From Gregg Keizer’s “RSA – Top botnets control 1M hijacked computers” (Computerworld: 4 October 2008):

Joe Stewart, director of malware research at SecureWorks, presented his survey at the RSA Conference, which opened Monday in San Francisco. The survey ranked the top 11 botnets that send spam; by extrapolating their size, Stewart estimated the bots on his list control just over a million machines and are capable of flooding the Internet with more than 100 billion spam messages every day.

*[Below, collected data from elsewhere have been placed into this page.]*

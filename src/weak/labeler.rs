use crate::core::labels::Annotation;
use crate::weak::RuleTable;

/// Deterministic keyword-rule labeling pass.
///
/// Produces an annotation with `LabelSource::Keyword` for every document some
/// rule matches and leaves the rest `None` for the classifier to back-fill.
/// Text is untouched; only labels are produced.
pub struct WeakLabeler<L> {
    table: RuleTable<L>,
}

impl<L: Copy> WeakLabeler<L> {
    pub fn new(table: RuleTable<L>) -> WeakLabeler<L> {
        WeakLabeler { table }
    }

    pub fn label(&self, text: &str) -> Option<Annotation<L>> {
        self.table.apply(text).map(Annotation::keyword)
    }

    /// One annotation slot per input text, index-aligned.
    pub fn label_all(&self, texts: &[&str]) -> Vec<Option<Annotation<L>>> {
        texts.iter().map(|t| self.label(t)).collect()
    }
}

#[cfg(test)]
mod tests {
    use super::*;
    use crate::core::labels::{LabelSource, Sentiment};
    use crate::weak::{KeywordRule, RuleTable, sentiment_rules};

    #[test]
    fn seed_scenario_labels_expected_documents() {
        let table = RuleTable::new(vec![
            KeywordRule::new(Sentiment::Positive, &["great", "quick"]),
            KeywordRule::new(Sentiment::Negative, &["terrible", "rude"]),
        ]);
        let labeler = WeakLabeler::new(table);
        let out = labeler.label_all(&[
            "Great food and quick service",
            "Terrible rude staff",
            "It was okay I guess",
        ]);

        assert_eq!(out[0].unwrap().label, Sentiment::Positive);
        assert_eq!(out[1].unwrap().label, Sentiment::Negative);
        assert_eq!(out[2], None);
    }

    #[test]
    fn annotations_carry_keyword_provenance() {
        let labeler = WeakLabeler::new(sentiment_rules());
        let a = labeler.label("delicious ramen").unwrap();
        assert_eq!(a.source, LabelSource::Keyword);
    }
}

The botnet at the top of the chart is Srizbi. According to Stewart, this botnet — which also goes by the names “Cbeplay” and “Exchanger” — has an estimated 315,000 bots and can blast out 60 billion messages a day.

While it may not have gotten the publicity that Storm has during the last year, it’s built around a much more substantial collection of hijacked computers, said Stewart. In comparison, Storm’s botnet counts just 85,000 machines, only 35,000 of which are set up to send spam. Storm, in fact, is No. 5 on Stewart’s list.

“Storm is pretty insignificant at this point,” said Stewart. “It got all this attention, so Microsoft added it to its malicious software detection tool [in September 2007], and that’s removed hundreds of thousands of compromised PCs from the botnet.”

The second-largest botnet is “Bobax,” which boasts an estimated 185,000 hacked systems in its collection. Able to spam approximately nine billion messages a day, Bobax has been around for some time, but recently has been in the news again, albeit under one of its several aliases.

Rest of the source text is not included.